Is the 4-percent drawdown rule still viable?
At the core of this problem is the four percent rule first proposed in 1994 by William Bengen, CFP. His historical analysis of rolling returns concluded investors could withdraw an inflation-adjusted four percent annually from their portfolios with impunity. This soon became the benchmark for distribution planning for nearly two decades. It took the lost decade (2000 to 2009) for many people, including experienced financial advisors to realize that markets are potentially dangerous to a retiree’s wealth.

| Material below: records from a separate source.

#![allow(
    clippy::missing_errors_doc // error conditions are documented on the Error enum
)]

pub mod classify;
pub mod dex;
pub mod error;
pub mod ir;
pub mod ssa;
pub mod translate;

/// Test harness module for building methods, CFGs and instructions in tests.
///
/// This module is only available when running tests or when the
/// `test-harness` feature is enabled.
#[cfg(any(test, feature = "test-harness"))]
pub mod test_harness;

pub use error::{Error, Result};
pub use ir::{BinaryKind, IrBuilder, Op, Type, Value};
pub use ssa::{BasicBlock, BlockId, LiftOptions, Method};
pub use translate::Lifter;
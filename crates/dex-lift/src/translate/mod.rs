//! Instruction translation: one routine per operand-layout family, each
//! reading operands through the SSA store and issuing exactly one IR
//! construction request.

mod lifter;

pub use lifter::Lifter;
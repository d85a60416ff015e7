use std::collections::HashMap;

use crate::dex::Reg;
use crate::ir::Value;

/// Index of a basic block within its method.
#[derive(Debug, Clone, Copy, PartialEq, Eq, Hash, PartialOrd, Ord)]
pub struct BlockId(pub u32);

impl BlockId {
    #[must_use]
    pub(crate) fn index(self) -> usize {
        self.0 as usize
    }
}

/// One node of the control-flow graph. Created by the external CFG builder
/// before lifting begins; only the SSA tables mutate afterwards.
///
/// Decoded instructions are owned by the decoder, not the block; the driver
/// feeds them to the translator alongside the block id.
#[derive(Debug, Default)]
pub struct BasicBlock {
    preds: Vec<BlockId>,
    succs: Vec<BlockId>,
    sealed: bool,
    /// Current SSA value per register.
    locals: HashMap<Reg, Value>,
    /// Parameters created while the block was unsealed, completed on seal.
    incomplete_params: HashMap<Reg, Value>,
}

impl BasicBlock {
    #[must_use]
    pub fn preds(&self) -> &[BlockId] {
        &self.preds
    }

    #[must_use]
    pub fn succs(&self) -> &[BlockId] {
        &self.succs
    }

    #[must_use]
    pub fn is_sealed(&self) -> bool {
        self.sealed
    }

    pub(crate) fn set_sealed(&mut self) {
        self.sealed = true;
    }

    #[must_use]
    pub(crate) fn local(&self, reg: Reg) -> Option<Value> {
        self.locals.get(&reg).copied()
    }

    pub(crate) fn set_local(&mut self, reg: Reg, value: Value) {
        self.locals.insert(reg, value);
    }

    pub(crate) fn take_incomplete_params(&mut self) -> Vec<(Reg, Value)> {
        self.incomplete_params.drain().collect()
    }

    pub(crate) fn add_incomplete_param(&mut self, reg: Reg, param: Value) {
        self.incomplete_params.insert(reg, param);
    }

    /// Registers with a current definition in this block.
    pub fn defined_registers(&self) -> impl Iterator<Item = Reg> + '_ {
        self.locals.keys().copied()
    }
}

/// A method's block graph. Block 0 is the entry block.
#[derive(Debug, Default)]
pub struct Method {
    name: String,
    register_count: u16,
    blocks: Vec<BasicBlock>,
}

impl Method {
    #[must_use]
    pub fn new(name: &str, register_count: u16) -> Self {
        Self {
            name: name.to_owned(),
            register_count,
            blocks: Vec::new(),
        }
    }

    #[must_use]
    pub fn name(&self) -> &str {
        &self.name
    }

    #[must_use]
    pub fn register_count(&self) -> u16 {
        self.register_count
    }

    #[must_use]
    pub fn entry(&self) -> BlockId {
        BlockId(0)
    }

    pub fn add_block(&mut self) -> BlockId {
        let id = BlockId(u32::try_from(self.blocks.len()).expect("block count exceeds u32"));
        self.blocks.push(BasicBlock::default());
        id
    }

    /// Record a control-flow edge. Must happen before the target is sealed.
    pub fn add_edge(&mut self, from: BlockId, to: BlockId) {
        self.blocks[from.index()].succs.push(to);
        self.blocks[to.index()].preds.push(from);
    }

    #[must_use]
    pub fn block(&self, id: BlockId) -> &BasicBlock {
        &self.blocks[id.index()]
    }

    pub(crate) fn block_mut(&mut self, id: BlockId) -> &mut BasicBlock {
        &mut self.blocks[id.index()]
    }

    #[must_use]
    pub fn block_count(&self) -> usize {
        self.blocks.len()
    }

    /// Current SSA value of `reg` in `block`, if any. Not alias-resolved;
    /// use [`read_register`](super::read_register) during lifting.
    #[must_use]
    pub fn local(&self, block: BlockId, reg: Reg) -> Option<Value> {
        self.blocks[block.index()].local(reg)
    }
}
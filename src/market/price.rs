//! The default cost model.
//!
//! Absorbing an impurity costs more the farther it lies from the inside impurity
//! it is priced against, and less the more anomalous both of them are:
//!
//! ```text
//! score_term    = (1 - (s_out * f)^0.5 * (s_in * f)^0.5)^1.6
//! distance_term = exp(sqrt(d))^1.7
//! price         = distance_term * score_term
//! ```
//!
//! When the outside impurity is the core of another cluster the price is further
//! multiplied by a merge discount `(1 - (s_out * f)^0.05 * (s_in * f)^0.05)^2.5`
//! and a score-gap penalty `(2 - |s_out - s_in|)^8`.
//!
//! The exponents fix the order in which the auction converges; changing any of
//! them changes which clusters win.

use super::impurity::Impurity;
use super::traits::Pricing;

/// Score damping factor `f`.
const DAMPING: f64 = 0.95;
const SCORE_EXPONENT: f64 = 1.6;
const DISTANCE_EXPONENT: f64 = 1.7;
const MERGE_ROOT: f64 = 0.05;
const MERGE_DISCOUNT_EXPONENT: f64 = 2.5;
const MERGE_PENALTY_EXPONENT: i32 = 8;
/// Wallet of a seed: `exp(sqrt(score * 100))^2.8`.
const ENDOWMENT_SCALE: f64 = 1e2;
const ENDOWMENT_EXPONENT: f64 = 2.8;

/// Distance- and score-based price of absorbing one impurity.
#[derive(Clone, Copy, Debug, Default)]
pub struct PriceModel;

impl Pricing for PriceModel {
    fn price(&self, outside: &Impurity, inside: &Impurity, outside_is_core: bool) -> f64 {
        let s_out = outside.score * DAMPING;
        let s_in = inside.score * DAMPING;
        let d = outside.region.distance(&inside.region);

        let score_term = (1.0 - s_out.sqrt() * s_in.sqrt()).powf(SCORE_EXPONENT);
        let distance_term = d.sqrt().exp().powf(DISTANCE_EXPONENT);
        let mut price = distance_term * score_term;

        if outside_is_core {
            let discount =
                (1.0 - s_out.powf(MERGE_ROOT) * s_in.powf(MERGE_ROOT)).powf(MERGE_DISCOUNT_EXPONENT);
            let penalty = (2.0 - (outside.score - inside.score).abs()).powi(MERGE_PENALTY_EXPONENT);
            price *= discount * penalty;
        }
        price
    }

    fn endowment(&self, core: &Impurity) -> f64 {
        (core.score * ENDOWMENT_SCALE).sqrt().exp().powf(ENDOWMENT_EXPONENT)
    }
}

Dr. Moshe Milevsky, Dr. Wade Pfau and other researchers, using Monte Carlo simulations (that’s not gambling, but a sophisticated financial scenario planning tool), have questioned whether this conclusion is as bulletproof as Bengen suggested. Their research and modeling show a high probability of failure due to “sequence risk”—caused by an unfortunate cycle of down markets. If this happens during the first few years of your retirement, there is virtually no way to recover. You could find yourself in a downward spiral with no way to escape.
Don’t let this happen to you.
Three phases of retirement and risk factors
The investor life cycle has built on three phases:
2. Transition and
In each phase, you must be aware of how these risks will impact your investment and portfolio risk, your consumption and inflation risk, and finally, your mortality and longevity risk. Early models for retirement planning treated all three phases the same. Additionally, there was little thought given to whether the “go go” years of early retirement required the same amount of income as the “slow go” or “no go” years later in your retirement years. Is there an optimum “glide path” for distributions instead of a straight upward slope including inflation? Should you ask your advisor about growth strategies for your portfolio if you are in your 80s, retired and have no legacy intent?

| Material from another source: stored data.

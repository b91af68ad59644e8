use std::cell::RefCell;
use std::fs;
use std::path::{Path, PathBuf};

use impurity_market::market::{AuctionEngine, BoundingBox, Cluster, Impurity, ImpuritySet};
use impurity_market::pipeline::{self, RankOptions};
use impurity_market::rank::{KeyName, RankedKey};
use impurity_market::render::{NullRenderer, Renderer};
use impurity_market::store;
use impurity_market::{Error, Result};

#[derive(Default)]
struct RecordingRenderer {
    calls: RefCell<Vec<String>>,
}

impl Renderer for RecordingRenderer {
    fn paint_scan(
        &self,
        scan_name: &str,
        clusters: &[Cluster],
        impurities: &ImpuritySet,
        _: &Path,
    ) -> Result<()> {
        let mut painted = 0.0;
        for cluster in clusters {
            for &id in cluster.members() {
                painted += impurities.get(id)?.region.x_max;
            }
        }
        self.calls
            .borrow_mut()
            .push(format!("paint {scan_name} {} {painted}", clusters.len()));
        Ok(())
    }

    fn histogram(&self, ranked: &RankedKey, path: &Path) -> Result<()> {
        assert!(path.ends_with(&ranked.key_name));
        self.calls
            .borrow_mut()
            .push(format!("histogram {}", ranked.key_name));
        Ok(())
    }

    fn export_top(&self, ranked: &RankedKey, top_n: usize, dir: &Path) -> Result<()> {
        assert!(dir.is_dir());
        self.calls
            .borrow_mut()
            .push(format!("export {} {top_n}", ranked.key_name));
        Ok(())
    }
}

fn boxed(x: f64) -> BoundingBox {
    BoundingBox::new(x, 0.0, x + 1.0, 1.0)
}

fn scan(offset: f64) -> ImpuritySet {
    ImpuritySet::new(vec![
        Impurity::new(0, 0.9, boxed(0.0), 4.0),
        Impurity::new(1, 0.1 + offset, boxed(2.0), 1.0),
        Impurity::new(2, 0.5, boxed(1.0e6), 2.0),
        Impurity::new(3, 0.0, boxed(3.0), 9.0),
    ])
    .unwrap()
}

fn paths(dir: &Path) -> (PathBuf, PathBuf, PathBuf) {
    (
        dir.join("logs").join("clusters.json"),
        dir.join("logs").join("ranking.json"),
        dir.join("plots"),
    )
}

#[test]
fn recorded_scans_accumulate_in_the_log() {
    let dir = tempfile::tempdir().unwrap();
    let (log, _, plots) = paths(dir.path());
    let engine = AuctionEngine::new(2);
    let renderer = RecordingRenderer::default();

    let first = pipeline::process_scan(&engine, "scan_a", &scan(0.0), &log, &plots, &renderer).unwrap();
    pipeline::process_scan(&engine, "scan_b", &scan(0.2), &log, &plots, &renderer).unwrap();

    let scans = store::read_cluster_log(&log).unwrap();
    assert_eq!(scans.len(), 2);
    assert_eq!(scans[0], first);
    assert_eq!(scans[1].scan_name, "scan_b");
    assert!(plots.is_dir());
    assert_eq!(
        *renderer.calls.borrow(),
        vec!["paint scan_a 2 1000005".to_string(), "paint scan_b 2 1000005".to_string()]
    );

    for record in &scans {
        let names: Vec<_> = record.clusters.iter().map(|c| c.cluster_name.as_str()).collect();
        assert_eq!(names, ["color_0.0", "color_1.0"]);
        for cluster in &record.clusters {
            assert_eq!(cluster.order_keys.len(), KeyName::ALL.len());
        }
        assert!(record.plot_path.ends_with(&record.scan_name));
    }

    // Ascending scan order: the lone 0.5 seed ranks below the 0.9 seed and its neighbour.
    let key = KeyName::WeightedArea2SumMultDiameterMultAmount.as_str();
    let low = scans[0].clusters[0].score(key).unwrap();
    let high = scans[0].clusters[1].score(key).unwrap();
    assert!(low <= high);
    assert_eq!(scans[0].clusters[1].core_impurities, vec![0]);
}

#[test]
fn corrupt_log_is_replaced() {
    let dir = tempfile::tempdir().unwrap();
    let (log, _, plots) = paths(dir.path());
    fs::create_dir_all(log.parent().unwrap()).unwrap();
    fs::write(&log, "[{\"scan_name\": ").unwrap();

    assert!(store::read_cluster_log(&log).unwrap().is_empty());

    let engine = AuctionEngine::new(1);
    pipeline::process_scan(&engine, "scan_a", &scan(0.0), &log, &plots, &NullRenderer).unwrap();
    let scans = store::read_cluster_log(&log).unwrap();
    assert_eq!(scans.len(), 1);
    assert_eq!(scans[0].clusters[0].cluster_name, "color_1");
}

#[test]
fn ranking_is_written_and_rendered() {
    let dir = tempfile::tempdir().unwrap();
    let (log, ranking, plots) = paths(dir.path());
    let engine = AuctionEngine::new(2);
    for (i, offset) in [0.0, 0.2, 0.3].into_iter().enumerate() {
        pipeline::process_scan(&engine, &format!("scan_{i}"), &scan(offset), &log, &plots, &NullRenderer)
            .unwrap();
    }

    let key = KeyName::Sum.as_str();
    let options = RankOptions {
        ranker: RankOptions::default().ranker.with_order_keys([key]),
        histograms_dir: Some(dir.path().join("histograms")),
        ordered_dir: Some(dir.path().join("ordered")),
        top_n: 5,
    };
    let renderer = RecordingRenderer::default();
    let ranked = pipeline::rank_logs(&log, &ranking, &options, &renderer).unwrap();

    assert_eq!(ranked.len(), 1);
    assert_eq!(ranked[0].key_name, key);
    assert_eq!(ranked[0].sorted_clusters.len(), 6);
    assert_eq!(ranked[0].sorted_clusters[0].norm_score, 1.0);
    assert_eq!(ranked[0].sorted_clusters[5].norm_score, 0.0);
    assert!(dir.path().join("ordered").join(key).is_dir());
    assert_eq!(
        *renderer.calls.borrow(),
        vec![format!("histogram {key}"), format!("export {key} 5")]
    );

    assert_eq!(store::read_ranking(&ranking).unwrap(), ranked);
}

#[test]
fn empty_log_writes_no_ranking() {
    let dir = tempfile::tempdir().unwrap();
    let (log, ranking, _) = paths(dir.path());

    let ranked = pipeline::rank_logs(&log, &ranking, &RankOptions::default(), &NullRenderer).unwrap();

    assert!(ranked.is_empty());
    assert!(!ranking.exists());
}

#[test]
fn unwritable_log_location_is_an_error() {
    let dir = tempfile::tempdir().unwrap();
    let blocker = dir.path().join("not_a_dir");
    fs::write(&blocker, "").unwrap();
    let log = blocker.join("clusters.json");

    let err = pipeline::process_scan(
        &AuctionEngine::new(2),
        "scan_a",
        &scan(0.0),
        &log,
        &dir.path().join("plots"),
        &NullRenderer,
    )
    .unwrap_err();
    assert!(matches!(err, Error::Io(_)), "unexpected error: {err:?}");
    assert!(fs::metadata(&blocker).unwrap().is_file());
}

#[test]
fn unreadable_log_is_an_error_not_an_empty_log() {
    let dir = tempfile::tempdir().unwrap();
    let err = store::read_cluster_log(dir.path()).unwrap_err();
    assert!(matches!(err, Error::Io(_)), "unexpected error: {err:?}");
}

#[test]
fn corrupt_ranking_log_is_an_error() {
    let dir = tempfile::tempdir().unwrap();
    let ranking = dir.path().join("ranking.json");
    fs::write(&ranking, "{\"key_name\": 3").unwrap();
    let err = store::read_ranking(&ranking).unwrap_err();
    assert!(matches!(err, Error::Json(_)), "unexpected error: {err:?}");
}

Strategically, does it make sense to grow your portfolio as large as possible, with no eye toward a safe withdrawal rate. Or, should you instead have a floor of real income that cannot be outlived? Dr. Wade Pfau has invested hours of research and effort to show options and ways for retirees to evaluate an optimal divestiture strategy. With no bailout strategy or floor income, a retiree could be heading off the proverbial cliff without an escape route.

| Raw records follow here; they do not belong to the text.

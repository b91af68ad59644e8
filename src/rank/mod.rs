//! Ranking converged clusters.
//!
//! Ranking happens at two levels:
//!
//! - **Within a scan**, [`ScoreAggregator`] attaches every [`KeyName`] to each
//!   cluster and orders the clusters by ascending
//!   `weighted_area2_sum_mult_diameter_mult_amount`.
//! - **Across scans**, [`CrossScanRanker`] collects one key from every cluster of
//!   every scan record, sorts descending and min-max normalizes, so the most
//!   anomalous regions of the whole batch come first.
//!
//! The two directions differ; both are kept as the cluster and ranking logs
//! have always been written.

mod cross_scan;
mod keys;

pub use cross_scan::{min_max_normalize, CrossScanRanker, DegeneratePolicy, RankedCluster, RankedKey};
pub use keys::{ranking_keys, KeyName, RankingKey, ScoreAggregator};
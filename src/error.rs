use thiserror::Error;

use crate::market::ImpurityId;

/// Errors returned by the auction engine, the rankers and the log store.
#[derive(Debug, Error)]
pub enum Error {
    /// No impurity with a positive anomaly score was supplied.
    #[error("empty input: no impurity has a positive anomaly score")]
    EmptyInput,

    /// Invalid parameter value.
    #[error("invalid parameter {name}: {message}")]
    InvalidParameter {
        /// Parameter name.
        name: &'static str,
        /// Human-readable explanation.
        message: &'static str,
    },

    /// Requested cluster count is incompatible with the scored impurities.
    #[error("invalid cluster count: requested {requested}, but only {n_items} impurities are scored above zero")]
    InvalidClusterCount {
        /// Requested number of clusters.
        requested: usize,
        /// Number of impurities with a positive score.
        n_items: usize,
    },

    /// An impurity record cannot take part in an auction.
    #[error("malformed impurity {id}: {reason}")]
    MalformedImpurity {
        /// Offending impurity.
        id: ImpurityId,
        /// What is wrong with it.
        reason: &'static str,
    },

    /// A cluster or extractor output refers to an impurity that does not exist.
    #[error("unknown impurity {0}")]
    UnknownImpurity(ImpurityId),

    /// The auction hit the configured sweep limit before converging.
    #[error("auction did not converge within {sweeps} sweeps")]
    NotConverged {
        /// Number of sweeps performed.
        sweeps: usize,
    },

    /// The rendering collaborator failed.
    #[error("render failed: {0}")]
    Render(String),

    /// Filesystem failure while reading or writing a log.
    #[error(transparent)]
    Io(#[from] std::io::Error),

    /// A log could not be serialized.
    #[error(transparent)]
    Json(#[from] serde_json::Error),
}

/// Result type used by this crate.
pub type Result<T> = std::result::Result<T, Error>;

What is being termed the Fourth Generation of retirement planning has moved past this prehistoric thinking and is now more focused on a guaranteed income by utilizing a floor to prevent total devastation in the no-go years. Longevity planning is becoming more and more relevant as retirees routinely live 25 to 30 years past retirement.
New strategies include longevity insurance, building this floor with bond ladders and Treasury Inflation Protected Securities (TIPS) or annuities (using mortality credits). Other studies focus on lifestyle “glide paths” that allocate more income in the go-go years of retirement instead of using constantly inflating income assumptions with no practical consideration of age-based spending (not forgetting long-term-care risks). The amount allocated to the floor portion of the portfolio is based on the amount of wealth and income needed. Any surplus would be invested in the capital markets.
Factors that need analysis include risk tolerance, age and bequests considerations. In addition, wise retirees and their advisors will build a “sequence risk” buffer into their portfolio to protect against the dreaded market crash in a capital market portfolio, guarding against a crash during the first six years of retirement (the most vulnerable period). Asset allocation for retirement takes on a whole different meaning from how a portfolio is structured—large and small cap, domestic and international, value and growth.
Retirement planning has entered a new phase of analytics that will both retirees and those who advise them. Be on the lookout for new thinking and strategies to help you and your advisor build sustainable and personally rewarding income streams that will last a lifetime (and beyond).
Robert J. Pyle, CFP®, CFA is president of Diversified Asset Management, Inc. (DAMI). DAMI is licensed as an investment adviser with the State of Colorado Division of Securities, and its investment advisory representatives are licensed by the State of Colorado. DAMI will only transact business in other states to the extent DAMI has made the requisite notice filings or obtained the necessary licensing in such state. No follow up or individualized responses to persons in other jurisdictions that involve either rendering or attempting to render personalized investment advice for compensation will be made absent compliance with applicable legal requirements, or an applicable exemption or exclusion. It does not constitute investment or tax advice. To contact Robert, call 303-440-2906 or e-mail firstname.lastname@example.org.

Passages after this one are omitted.